» Your task: Your answer should be the complete set of entries, transcribed exactly.

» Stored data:
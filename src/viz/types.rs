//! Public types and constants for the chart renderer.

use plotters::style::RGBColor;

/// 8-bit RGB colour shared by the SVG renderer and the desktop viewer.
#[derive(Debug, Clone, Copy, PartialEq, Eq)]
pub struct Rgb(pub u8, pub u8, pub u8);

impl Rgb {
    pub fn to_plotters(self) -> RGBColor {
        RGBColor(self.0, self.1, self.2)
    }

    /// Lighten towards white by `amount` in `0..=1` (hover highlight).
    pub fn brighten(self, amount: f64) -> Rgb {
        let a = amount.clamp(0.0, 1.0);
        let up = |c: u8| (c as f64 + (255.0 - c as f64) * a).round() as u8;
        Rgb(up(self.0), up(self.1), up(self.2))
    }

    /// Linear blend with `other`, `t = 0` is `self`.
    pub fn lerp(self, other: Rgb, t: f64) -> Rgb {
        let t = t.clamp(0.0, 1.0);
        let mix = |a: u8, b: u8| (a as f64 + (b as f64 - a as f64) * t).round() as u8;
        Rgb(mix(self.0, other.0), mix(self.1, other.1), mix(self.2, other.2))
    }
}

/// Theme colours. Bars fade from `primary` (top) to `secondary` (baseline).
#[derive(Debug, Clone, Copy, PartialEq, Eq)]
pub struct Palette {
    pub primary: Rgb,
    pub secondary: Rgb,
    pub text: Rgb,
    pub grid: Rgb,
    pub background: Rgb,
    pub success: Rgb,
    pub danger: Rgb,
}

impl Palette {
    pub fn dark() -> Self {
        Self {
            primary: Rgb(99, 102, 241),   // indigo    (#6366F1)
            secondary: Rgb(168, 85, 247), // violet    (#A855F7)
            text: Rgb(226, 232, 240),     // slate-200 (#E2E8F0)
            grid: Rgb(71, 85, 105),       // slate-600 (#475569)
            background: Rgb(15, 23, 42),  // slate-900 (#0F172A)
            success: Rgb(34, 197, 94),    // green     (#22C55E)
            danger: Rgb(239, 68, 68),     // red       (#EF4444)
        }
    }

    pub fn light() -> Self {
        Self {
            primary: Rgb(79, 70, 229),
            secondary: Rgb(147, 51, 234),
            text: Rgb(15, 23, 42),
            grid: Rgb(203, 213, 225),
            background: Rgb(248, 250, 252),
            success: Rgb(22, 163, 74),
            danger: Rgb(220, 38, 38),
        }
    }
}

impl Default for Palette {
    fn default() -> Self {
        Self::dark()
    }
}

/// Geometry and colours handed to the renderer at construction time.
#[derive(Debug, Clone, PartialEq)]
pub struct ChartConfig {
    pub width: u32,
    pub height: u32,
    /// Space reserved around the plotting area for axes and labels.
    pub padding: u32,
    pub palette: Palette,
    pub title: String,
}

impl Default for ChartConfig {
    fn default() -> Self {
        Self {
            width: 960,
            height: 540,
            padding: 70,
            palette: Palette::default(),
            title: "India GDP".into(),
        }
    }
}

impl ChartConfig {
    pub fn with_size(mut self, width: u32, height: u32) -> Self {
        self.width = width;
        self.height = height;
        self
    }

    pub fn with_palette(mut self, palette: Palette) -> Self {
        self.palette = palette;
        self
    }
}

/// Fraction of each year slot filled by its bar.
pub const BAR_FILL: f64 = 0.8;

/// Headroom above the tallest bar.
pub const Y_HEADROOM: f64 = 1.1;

» Response area:
filename src/viz/types.rs
//! Public types and constants for the chart renderer.

use plotters::style::RGBColor;

/// 8-bit RGB colour shared by the SVG renderer and the desktop viewer.
#[derive(Debug, Clone, Copy, PartialEq, Eq)]
pub struct Rgb(pub u8, pub u8, pub u8);

impl Rgb {
    pub fn to_plotters(self) -> RGBColor {
        RGBColor(self.0, self.1, self.2)
    }

    /// Lighten towards white by `amount` in `0..=1` (hover highlight).
    pub fn brighten(self, amount: f64) -> Rgb {
        let a = amount.clamp(0.0, 1.0);
        let up = |c: u8| (c as f64 + (255.0 - c as f64) * a).round() as u8;
        Rgb(up(self.0), up(self.1), up(self.2))
    }

    /// Linear blend with `other`, `t = 0` is `self`.
    pub fn lerp(self, other: Rgb, t: f64) -> Rgb {
        let t = t.clamp(0.0, 1.0);
        let mix = |a: u8, b: u8| (a as f64 + (b as f64 - a as f64) * t).round() as u8;
        Rgb(mix(self.0, other.0), mix(self.1, other.1), mix(self.2, other.2))
    }
}

/// Theme colours. Bars fade from `primary` (top) to `secondary` (baseline).
#[derive(Debug, Clone, Copy, PartialEq, Eq)]
pub struct Palette {
    pub primary: Rgb,
    pub secondary: Rgb,
    pub text: Rgb,
    pub grid: Rgb,
    pub background: Rgb,
    pub success: Rgb,
    pub danger: Rgb,
}

impl Palette {
    pub fn dark() -> Self {
        Self {
            primary: Rgb(99, 102, 241),   // indigo    (#6366F1)
            secondary: Rgb(168, 85, 247), // violet    (#A855F7)
            text: Rgb(226, 232, 240),     // slate-200 (#E2E8F0)
            grid: Rgb(71, 85, 105),       // slate-600 (#475569)
            background: Rgb(15, 23, 42),  // slate-900 (#0F172A)
            success: Rgb(34, 197, 94),    // green     (#22C55E)
            danger: Rgb(239, 68, 68),     // red       (#EF4444)
        }
    }

    pub fn light() -> Self {
        Self {
            primary: Rgb(79, 70, 229),
            secondary: Rgb(147, 51, 234),
            text: Rgb(15, 23, 42),
            grid: Rgb(203, 213, 225),
            background: Rgb(248, 250, 252),
            success: Rgb(22, 163, 74),
            danger: Rgb(220, 38, 38),
        }
    }
}

impl Default for Palette {
    fn default() -> Self {
        Self::dark()
    }
}

/// Geometry and colours handed to the renderer at construction time.
#[derive(Debug, Clone, PartialEq)]
pub struct ChartConfig {
    pub width: u32,
    pub height: u32,
    /// Space reserved around the plotting area for axes and labels.
    pub padding: u32,
    pub palette: Palette,
    pub title: String,
}

impl Default for ChartConfig {
    fn default() -> Self {
        Self {
            width: 960,
            height: 540,
            padding: 70,
            palette: Palette::default(),
            title: "India GDP".into(),
        }
    }
}

impl ChartConfig {
    pub fn with_size(mut self, width: u32, height: u32) -> Self {
        self.width = width;
        self.height = height;
        self
    }

    pub fn with_palette(mut self, palette: Palette) -> Self {
        self.palette = palette;
        self
    }
}

/// Fraction of each year slot filled by its bar.
pub const BAR_FILL: f64 = 0.8;

/// Headroom above the tallest bar.
pub const Y_HEADROOM: f64 = 1.1;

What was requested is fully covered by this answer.